Will the Real Steve Fienberg Please Stand Up: A Bayesian Approach to Graphical Record Linkage*

Will the Real Steve Fienberg Please Stand Up: A Bayesian Approach to Graphical Record Linkage*

Mar 28, 2014 - 4:15 PM
to , -

Will the Real Steve Fienberg Please Stand Up: A Bayesian Approach to Graphical Record Linkage*

 

Date: Friday, March 28
Time: 4:10 pm -- 5:00 pm
Place: Snedecor 3105
Speaker: Rebecca Steorts, Department of Statistics, Carnegie Mellon University, Pittsburgh, PA

Abstract:

We propose an unsupervised approach for linking records across arbitrarily many files, while simultaneously detecting duplicate records within files.  Our key innovation is clustering records to latent individuals instead of linking records to records.  This flexible linkage structure naturally allows us to estimate the attributes of the unique observed members of the population, calculate posterior probabilities of matches across records and visualize them, and propagate the uncertainty of record linkage into later analyses.
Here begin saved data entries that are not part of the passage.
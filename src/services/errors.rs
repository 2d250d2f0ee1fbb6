use thiserror::Error;

/// Spec section 9's redesign flag: "exceptions for retry control → explicit
/// variants". The worker's "throw to request a retry" pattern becomes this
/// result type instead; the queue adapter maps `Outcome::Retry` to its
/// backoff schedule and `Outcome::Fatal` to a terminal ledger write.
#[derive(Debug, Clone, Copy, PartialEq, Eq)]
pub enum Outcome {
    Retry,
    Throttled,
    Failed,
    Fatal,
}

/// The six-row error taxonomy from spec section 7.
#[derive(Debug, Error)]
pub enum DeliveryError {
    #[error("transient transport error: {0}")]
    TransientTransport(String),

    #[error("throttled: {0}")]
    Throttle(String),

    #[error("permanent recipient error: {0}")]
    PermanentRecipient(String),

    #[error("config missing: {0}")]
    ConfigMissing(String),

    #[error("data integrity error: {0}")]
    DataIntegrity(String),

    #[error("locally throttled: {0}")]
    ThrottleHint(String),
}

impl DeliveryError {
    /// Whether a 550/553-style permanent recipient failure bypasses the
    /// attempt cap immediately, per the `PERMANENT_RECIPIENT_BYPASSES_ATTEMPTS`
    /// config knob (spec section 7 / section 9 open question; resolved in
    /// DESIGN.md).
    pub fn classify(&self, permanent_bypasses_attempts: bool) -> Outcome {
        match self {
            DeliveryError::TransientTransport(_) => Outcome::Retry,
            DeliveryError::Throttle(_) => Outcome::Throttled,
            DeliveryError::PermanentRecipient(_) => {
                if permanent_bypasses_attempts {
                    Outcome::Fatal
                } else {
                    Outcome::Retry
                }
            }
            DeliveryError::ConfigMissing(_) => Outcome::Retry,
            DeliveryError::DataIntegrity(_) => Outcome::Fatal,
            DeliveryError::ThrottleHint(_) => Outcome::Throttled,
        }
    }

    /// Classifies a raw SMTP failure (status code + body text) into the
    /// taxonomy, per spec sections 4.2 and 7.
    pub fn from_smtp(code: Option<u16>, body: &str) -> Self {
        let lower = body.to_ascii_lowercase();
        let throttle_phrase = ["rate limit", "throttl", "too many", "blocked", "limit exceeded", "try again later"]
            .iter()
            .any(|p| lower.contains(p));
        let throttle_code = matches!(code, Some(421) | Some(450) | Some(451) | Some(452) | Some(429));

        if throttle_code || throttle_phrase {
            return DeliveryError::Throttle(format!("{}: {}", code.map(|c| c.to_string()).unwrap_or_default(), body));
        }
        match code {
            Some(550) | Some(553) => DeliveryError::PermanentRecipient(format!("{code:?}: {body}")),
            Some(c) if (400..500).contains(&c) => DeliveryError::TransientTransport(format!("{c}: {body}")),
            _ => DeliveryError::TransientTransport(body.to_string()),
        }
    }
}

#[cfg(test)]
mod tests {
    use super::*;

    #[test]
    fn classifies_throttle_codes() {
        for code in [421, 450, 451, 452, 429] {
            assert!(matches!(DeliveryError::from_smtp(Some(code), "x"), DeliveryError::Throttle(_)));
        }
    }

    #[test]
    fn classifies_throttle_phrases_case_insensitively() {
        assert!(matches!(
            DeliveryError::from_smtp(Some(250), "Please Try Again Later"),
            DeliveryError::Throttle(_)
        ));
    }

    #[test]
    fn classifies_permanent_bounce() {
        assert!(matches!(
            DeliveryError::from_smtp(Some(550), "no such user"),
            DeliveryError::PermanentRecipient(_)
        ));
    }

    #[test]
    fn permanent_bypasses_attempts_when_configured() {
        let e = DeliveryError::PermanentRecipient("550".into());
        assert_eq!(e.classify(true), Outcome::Fatal);
        assert_eq!(e.classify(false), Outcome::Retry);
    }
}
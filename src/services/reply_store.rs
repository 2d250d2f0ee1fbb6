//! Postgres-backed `replies` table (spec section 4.8), unique on
//! `fingerprint` so a duplicate webhook delivery is a no-op rather than a
//! second row.

use async_trait::async_trait;
use sqlx::PgPool;

use crate::models::reply::Reply;
use crate::services::traits::ReplyBackend;

pub struct ReplyStore {
    pool: PgPool,
}

impl ReplyStore {
    pub fn new(pool: PgPool) -> Self {
        Self { pool }
    }
}

#[async_trait]
impl ReplyBackend for ReplyStore {
    async fn exists(&self, fingerprint: &str) -> anyhow::Result<bool> {
        let found: Option<i32> = sqlx::query_scalar("SELECT 1 FROM replies WHERE fingerprint = $1")
            .bind(fingerprint)
            .fetch_optional(&self.pool)
            .await?;
        Ok(found.is_some())
    }

    async fn insert(&self, reply: &Reply) -> anyhow::Result<()> {
        sqlx::query(
            r#"
            INSERT INTO replies (id, campaign_id, contact_id, fingerprint, "from", "to", subject, text, html, message_id, received_at)
            VALUES ($1, $2, $3, $4, $5, $6, $7, $8, $9, $10, $11)
            ON CONFLICT (fingerprint) DO NOTHING
            "#,
        )
        .bind(reply.id)
        .bind(reply.campaign_id)
        .bind(reply.contact_id)
        .bind(&reply.fingerprint)
        .bind(&reply.from)
        .bind(&reply.to)
        .bind(&reply.subject)
        .bind(&reply.text)
        .bind(&reply.html)
        .bind(&reply.message_id)
        .bind(reply.received_at)
        .execute(&self.pool)
        .await?;
        Ok(())
    }
}
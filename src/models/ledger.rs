use chrono::{DateTime, Utc};
use serde::{Deserialize, Serialize};
use sqlx::FromRow;
use uuid::Uuid;

#[derive(Debug, Clone, Copy, Serialize, Deserialize, PartialEq, Eq)]
#[serde(rename_all = "snake_case")]
pub enum LedgerStatus {
    Pending,
    Sending,
    Sent,
    Failed,
    ManualHold,
}

impl LedgerStatus {
    pub fn as_str(&self) -> &'static str {
        match self {
            LedgerStatus::Pending => "pending",
            LedgerStatus::Sending => "sending",
            LedgerStatus::Sent => "sent",
            LedgerStatus::Failed => "failed",
            LedgerStatus::ManualHold => "manual_hold",
        }
    }

    pub fn from_db(s: &str) -> Self {
        match s {
            "pending" => LedgerStatus::Pending,
            "sending" => LedgerStatus::Sending,
            "sent" => LedgerStatus::Sent,
            "failed" => LedgerStatus::Failed,
            "manual_hold" => LedgerStatus::ManualHold,
            other => panic!("unknown ledger status in storage: {other}"),
        }
    }
}

impl std::fmt::Display for LedgerStatus {
    fn fmt(&self, f: &mut std::fmt::Formatter<'_>) -> std::fmt::Result {
        write!(f, "{}", self.as_str())
    }
}

#[derive(Debug, Clone, Copy, Serialize, Deserialize, PartialEq, Eq)]
#[serde(rename_all = "snake_case")]
pub enum FollowUpStepStatus {
    Scheduled,
    Sent,
    Skipped,
}

impl FollowUpStepStatus {
    pub fn as_str(&self) -> &'static str {
        match self {
            FollowUpStepStatus::Scheduled => "scheduled",
            FollowUpStepStatus::Sent => "sent",
            FollowUpStepStatus::Skipped => "skipped",
        }
    }
}

/// One entry of `LedgerRow.follow_up_plan`, mirroring `campaign.follow_ups[i]`.
#[derive(Debug, Clone, Serialize, Deserialize)]
pub struct FollowUpPlanEntry {
    pub status: FollowUpStepStatus,
    pub scheduled_for: Option<DateTime<Utc>>,
    pub sent_at: Option<DateTime<Utc>>,
    pub skipped_at: Option<DateTime<Utc>>,
    pub skipped_reason: Option<String>,
}

impl FollowUpPlanEntry {
    pub fn scheduled(at: DateTime<Utc>) -> Self {
        Self {
            status: FollowUpStepStatus::Scheduled,
            scheduled_for: Some(at),
            sent_at: None,
            skipped_at: None,
            skipped_reason: None,
        }
    }
}

/// The per-`(campaign_id, contact_id)` authoritative row (spec section 3).
/// `current_step_index` is `-1` for the initial send, `0..N-1` for follow-ups.
#[derive(Debug, Clone, Serialize, Deserialize, FromRow)]
pub struct LedgerRow {
    pub campaign_id: Uuid,
    pub contact_id: Uuid,
    pub email: String,
    pub status: String,
    pub attempts: i32,
    pub bg_attempts: i32,
    pub current_step_index: i32,
    pub current_step_name: Option<String>,
    pub current_step_attempts: i32,
    pub current_step_bg_attempts: i32,
    pub last_attempt_at: Option<DateTime<Utc>>,
    pub last_error: Option<String>,
    pub opened_at: Option<DateTime<Utc>>,
    pub last_click_at: Option<DateTime<Utc>>,
    pub last_activity_at: Option<DateTime<Utc>>,
    pub replied: bool,
    pub replies_count: i32,
    pub last_reply_at: Option<DateTime<Utc>>,
    pub last_reply_snippet: Option<String>,
    /// JSON-encoded `Vec<FollowUpPlanEntry>`.
    pub follow_up_plan: serde_json::Value,
}

impl LedgerRow {
    pub fn status(&self) -> LedgerStatus {
        LedgerStatus::from_db(&self.status)
    }

    pub fn follow_up_plan(&self) -> Vec<FollowUpPlanEntry> {
        serde_json::from_value(self.follow_up_plan.clone()).unwrap_or_default()
    }

    pub fn is_initial_step(&self) -> bool {
        self.current_step_index < 0
    }
}
//! The `DeliveryEngine` value (spec section 9's "global state → owned
//! subsystem" redesign flag). The teacher wires its module-level Postgres
//! pool straight into `main`; here every collaborator is constructed once
//! and handed around as `Arc<dyn Trait>`, so tests build isolated instances
//! instead of reaching for a process-global client.

use std::sync::Arc;
use std::time::Duration as StdDuration;

use redis::aio::ConnectionManager;
use sqlx::postgres::PgPoolOptions;
use sqlx::PgPool;
use tokio::sync::Semaphore;
use tracing::{error, info, warn};

use crate::config::Config;
use crate::services::campaign_store::CampaignStore;
use crate::services::control_plane::ControlPlane;
use crate::services::delivery_worker::DeliveryWorker;
use crate::services::errors::DeliveryError;
use crate::services::event_bus::EventBus;
use crate::services::event_log_store::EventLogStore;
use crate::services::finalizer::Finalizer;
use crate::services::job_queue::JobQueue;
use crate::services::ledger_store::LedgerStore;
use crate::services::meta_cache::MetaCache;
use crate::services::rate_governor::RateGovernor;
use crate::services::reply_correlator::ReplyCorrelator;
use crate::services::reply_store::ReplyStore;
use crate::services::sender::{LettreSender, Sender};
use crate::services::traits::{CacheBackend, CampaignBackend, EventBusBackend, EventLogBackend, GovernorBackend, LedgerBackend, QueueBackend, ReplyBackend};

/// Everything a running process needs: the Postgres pool, Redis connection
/// manager, and every collaborator built against it. Cloning an `Engine` is
/// cheap (every field is an `Arc` or a pool handle) so both `main.rs` and
/// `bin/worker.rs` can share one.
#[derive(Clone)]
pub struct Engine {
    pub cfg: Config,
    pub pool: PgPool,
    pub queue: Arc<JobQueue>,
    pub ledger: Arc<dyn LedgerBackend>,
    pub cache: Arc<dyn CacheBackend>,
    pub campaigns: Arc<dyn CampaignBackend>,
    pub governor: Arc<dyn GovernorBackend>,
    pub events: Arc<dyn EventLogBackend>,
    pub replies: Arc<dyn ReplyBackend>,
    pub bus: Arc<EventBus>,
    pub sender: Arc<dyn Sender>,
    pub finalizer: Arc<Finalizer>,
    pub control_plane: Arc<ControlPlane>,
    pub reply_correlator: Arc<ReplyCorrelator>,
    worker: Arc<DeliveryWorker>,
}

impl Engine {
    /// `Start(config)`: connects the pool and Redis manager, runs
    /// migrations, and builds every collaborator.
    pub async fn start(cfg: Config) -> anyhow::Result<Self> {
        let pool = PgPoolOptions::new()
            .max_connections(10)
            .connect(&cfg.database_url)
            .await?;
        sqlx::migrate!("./migrations").run(&pool).await?;

        let redis_client = redis::Client::open(cfg.redis_url.clone())?;
        let conn = ConnectionManager::new(redis_client).await?;

        let queue = Arc::new(JobQueue::new(pool.clone(), cfg.max_attempts));
        let ledger: Arc<dyn LedgerBackend> = Arc::new(LedgerStore::new(pool.clone()));
        let cache: Arc<dyn CacheBackend> = Arc::new(MetaCache::new(conn.clone()));
        let campaigns: Arc<dyn CampaignBackend> = Arc::new(CampaignStore::new(pool.clone()));
        let governor: Arc<dyn GovernorBackend> = Arc::new(RateGovernor::new(conn.clone(), cfg.clone()));
        let events: Arc<dyn EventLogBackend> = Arc::new(EventLogStore::new(pool.clone()));
        let replies: Arc<dyn ReplyBackend> = Arc::new(ReplyStore::new(pool.clone()));
        let bus = Arc::new(EventBus::new(conn));

        let sender: Arc<dyn Sender> = match &cfg.smtp_host {
            Some(host) => Arc::new(LettreSender::new(
                host,
                cfg.smtp_port.unwrap_or(587),
                cfg.smtp_username.clone(),
                cfg.smtp_password.clone(),
                cfg.smtp_from_email.clone(),
                cfg.smtp_from_name.clone(),
            )?),
            None => {
                warn!("SMTP_HOST not set; falling back to a no-op sender");
                Arc::new(crate::services::sender::ScriptedSender::always_succeeds())
            }
        };

        let finalizer = Arc::new(Finalizer::new(cache.clone(), ledger.clone(), campaigns.clone(), bus.clone()));
        let control_plane = Arc::new(ControlPlane::new(
            queue.clone(),
            ledger.clone(),
            cache.clone(),
            campaigns.clone(),
            bus.clone(),
            finalizer.clone(),
            cfg.clone(),
        ));
        let reply_correlator = Arc::new(ReplyCorrelator::new(replies.clone(), ledger.clone(), events.clone(), bus.clone()));

        let worker = Arc::new(DeliveryWorker::new(
            queue.clone(),
            ledger.clone(),
            cache.clone(),
            campaigns.clone(),
            governor.clone(),
            events.clone(),
            bus.clone(),
            sender.clone(),
            finalizer.clone(),
            cfg.clone(),
        ));

        Ok(Self {
            cfg,
            pool,
            queue,
            ledger,
            cache,
            campaigns,
            governor,
            events,
            replies,
            bus,
            sender,
            finalizer,
            control_plane,
            reply_correlator,
            worker,
        })
    }

    /// `Run()`: the worker-pool consumer loop plus the reconciler sweep,
    /// run until `stop()` is observed. `WORKER_CONCURRENCY` bounds an
    /// `Arc<Semaphore>` each claimed job acquires a permit from before being
    /// spawned onto its own task (spec section 5).
    pub async fn run(&self, stop: tokio::sync::watch::Receiver<bool>) -> anyhow::Result<()> {
        let semaphore = Arc::new(Semaphore::new(self.cfg.worker_concurrency));
        let mut consumer_stop = stop.clone();
        let consumer = self.clone();
        let consumer_task = tokio::spawn(async move { consumer.consume_loop(semaphore, consumer_stop.clone()).await });

        let mut reconcile_stop = stop;
        let reconciler = self.clone();
        let reconciler_task = tokio::spawn(async move { reconciler.reconcile_loop(reconcile_stop.clone()).await });

        let _ = tokio::join!(consumer_task, reconciler_task);
        Ok(())
    }

    async fn consume_loop(&self, semaphore: Arc<Semaphore>, mut stop: tokio::sync::watch::Receiver<bool>) {
        loop {
            if *stop.borrow() {
                return;
            }
            match self.queue.claim_batch(self.cfg.worker_concurrency as i64).await {
                Ok(jobs) if !jobs.is_empty() => {
                    for job in jobs {
                        let permit = semaphore.clone().acquire_owned().await;
                        let worker = self.worker.clone();
                        tokio::spawn(async move {
                            let _permit = permit;
                            if let Err(err) = worker.process_job(&job).await {
                                error!(job_id = %job.id, "delivery worker failed to process job: {err}");
                            }
                        });
                    }
                }
                Ok(_) => {
                    tokio::select! {
                        _ = tokio::time::sleep(StdDuration::from_millis(500)) => {}
                        _ = stop.changed() => {}
                    }
                }
                Err(err) => {
                    error!("failed to claim jobs: {err}");
                    tokio::time::sleep(StdDuration::from_secs(1)).await;
                }
            }
        }
    }

    async fn reconcile_loop(&self, mut stop: tokio::sync::watch::Receiver<bool>) {
        let interval = StdDuration::from_millis(self.cfg.reconciler_interval_ms);
        loop {
            tokio::select! {
                _ = tokio::time::sleep(interval) => {}
                _ = stop.changed() => return,
            }
            if *stop.borrow() {
                return;
            }
            match self.finalizer.reconcile_sweep(200).await {
                Ok(n) if n > 0 => info!("reconciler sweep confirmed {n} campaign(s) finalized"),
                Ok(_) => {}
                Err(err) => error!("reconciler sweep failed: {err}"),
            }
        }
    }
}

/// Classifies an SMTP failure for the Rate Governor's block decision; a
/// thin re-export so `api`/`engine` callers don't need to reach into
/// `services::errors` directly.
pub use DeliveryError as SendError;
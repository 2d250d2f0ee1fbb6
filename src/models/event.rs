use chrono::{DateTime, Utc};
use serde::{Deserialize, Serialize};
use uuid::Uuid;

#[derive(Debug, Clone, Copy, Serialize, Deserialize, PartialEq, Eq)]
#[serde(rename_all = "snake_case")]
pub enum EventType {
    Open,
    Click,
    Reply,
    FollowupSent,
    FollowupSkipped,
}

impl EventType {
    pub fn as_str(&self) -> &'static str {
        match self {
            EventType::Open => "open",
            EventType::Click => "click",
            EventType::Reply => "reply",
            EventType::FollowupSent => "followup_sent",
            EventType::FollowupSkipped => "followup_skipped",
        }
    }
}

/// Append-only engagement record (spec section 3). Never mutated after insert.
#[derive(Debug, Clone, Serialize, Deserialize)]
pub struct CampaignEvent {
    pub id: Uuid,
    pub campaign_id: Uuid,
    pub contact_id: Uuid,
    #[serde(rename = "type")]
    pub kind: EventType,
    pub url: Option<String>,
    pub ua: Option<String>,
    pub ip: Option<String>,
    pub created_at: DateTime<Utc>,
    /// Freeform diagnostic context, e.g. `note:"decode_failed"` for a click
    /// whose `u` parameter could not be decoded (spec section 4.4).
    pub trace: Option<serde_json::Value>,
}

impl CampaignEvent {
    pub fn new(campaign_id: Uuid, contact_id: Uuid, kind: EventType) -> Self {
        Self {
            id: Uuid::new_v4(),
            campaign_id,
            contact_id,
            kind,
            url: None,
            ua: None,
            ip: None,
            created_at: Utc::now(),
            trace: None,
        }
    }

    pub fn with_url(mut self, url: impl Into<String>) -> Self {
        self.url = Some(url.into());
        self
    }

    pub fn with_trace(mut self, trace: serde_json::Value) -> Self {
        self.trace = Some(trace);
        self
    }
}
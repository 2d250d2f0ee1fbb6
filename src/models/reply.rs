use chrono::{DateTime, Utc};
use serde::{Deserialize, Serialize};
use uuid::Uuid;

/// Idempotent by `fingerprint` (spec section 3/4.8): the inbound message-id
/// when present, else `SHA256(from|to|subject|text)`.
#[derive(Debug, Clone, Serialize, Deserialize)]
pub struct Reply {
    pub id: Uuid,
    pub campaign_id: Uuid,
    pub contact_id: Uuid,
    pub fingerprint: String,
    pub from: String,
    pub to: String,
    pub subject: Option<String>,
    pub text: Option<String>,
    pub html: Option<String>,
    pub message_id: Option<String>,
    pub received_at: DateTime<Utc>,
}
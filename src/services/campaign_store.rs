//! The authoritative campaign document (spec section 3), backed by a
//! Postgres `campaigns` table. Distinct from `ledger_store.rs`'s
//! per-recipient rows: this is the single document the Control Plane (C9)
//! and Finalizer (C8) mutate.

use async_trait::async_trait;
use sqlx::PgPool;
use uuid::Uuid;

use crate::models::campaign::{Campaign, CampaignDefinition, Totals};
use crate::services::traits::CampaignBackend;

pub struct CampaignStore {
    pool: PgPool,
}

impl CampaignStore {
    pub fn new(pool: PgPool) -> Self {
        Self { pool }
    }
}

#[async_trait]
impl CampaignBackend for CampaignStore {
    async fn create(
        &self,
        campaign_id: Uuid,
        name: &str,
        definition: &CampaignDefinition,
        intended: i64,
    ) -> anyhow::Result<()> {
        let def_json = serde_json::to_value(definition)?;
        sqlx::query(
            r#"
            INSERT INTO campaigns (id, name, status, created_at, updated_at, intended, processed, sent, failed, definition)
            VALUES ($1, $2, 'running', NOW(), NOW(), $3, 0, 0, 0, $4)
            "#,
        )
        .bind(campaign_id)
        .bind(name)
        .bind(intended)
        .bind(def_json)
        .execute(&self.pool)
        .await?;
        Ok(())
    }

    async fn get(&self, campaign_id: Uuid) -> anyhow::Result<Option<Campaign>> {
        let row = sqlx::query_as::<_, Campaign>("SELECT * FROM campaigns WHERE id = $1")
            .bind(campaign_id)
            .fetch_optional(&self.pool)
            .await?;
        Ok(row)
    }

    async fn set_status(&self, campaign_id: Uuid, status: &str) -> anyhow::Result<()> {
        sqlx::query(
            r#"
            UPDATE campaigns
            SET status = $2, updated_at = NOW(),
                completed_at = CASE WHEN $2 = 'cancelled' THEN NOW() ELSE completed_at END
            WHERE id = $1
            "#,
        )
        .bind(campaign_id)
        .bind(status)
        .execute(&self.pool)
        .await?;
        Ok(())
    }

    async fn complete(&self, campaign_id: Uuid, status: &str, totals: &Totals) -> anyhow::Result<()> {
        sqlx::query(
            r#"
            UPDATE campaigns
            SET status = $2, completed_at = NOW(), updated_at = NOW(),
                intended = $3, processed = $4, sent = $5, failed = $6
            WHERE id = $1
            "#,
        )
        .bind(campaign_id)
        .bind(status)
        .bind(totals.intended)
        .bind(totals.processed)
        .bind(totals.sent)
        .bind(totals.failed)
        .execute(&self.pool)
        .await?;
        Ok(())
    }

    async fn delete(&self, campaign_id: Uuid) -> anyhow::Result<()> {
        sqlx::query("DELETE FROM campaigns WHERE id = $1")
            .bind(campaign_id)
            .execute(&self.pool)
            .await?;
        Ok(())
    }

    async fn list_for_reconcile(&self, limit: i64) -> anyhow::Result<Vec<Uuid>> {
        let ids: Vec<Uuid> = sqlx::query_scalar(
            "SELECT id FROM campaigns WHERE status <> 'running' ORDER BY updated_at ASC LIMIT $1",
        )
        .bind(limit)
        .fetch_all(&self.pool)
        .await?;
        Ok(ids)
    }
}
 Our linkage structure also lends itself to an efficient hybrid Markov chain Monte Carlo algorithm, which overcomes many of the obstacles encountered by previously proposed methods of record linkage, despite the high dimensional parameter space.  We illustrate our method using longitudinal data from the National Long Term Care Survey, where the tracking of individuals across waves lets us objectively assess the accuracy of our record linkage.

 * This is joint work with Rob Hall (Etsy) and Stephen E. Fienberg (CMU).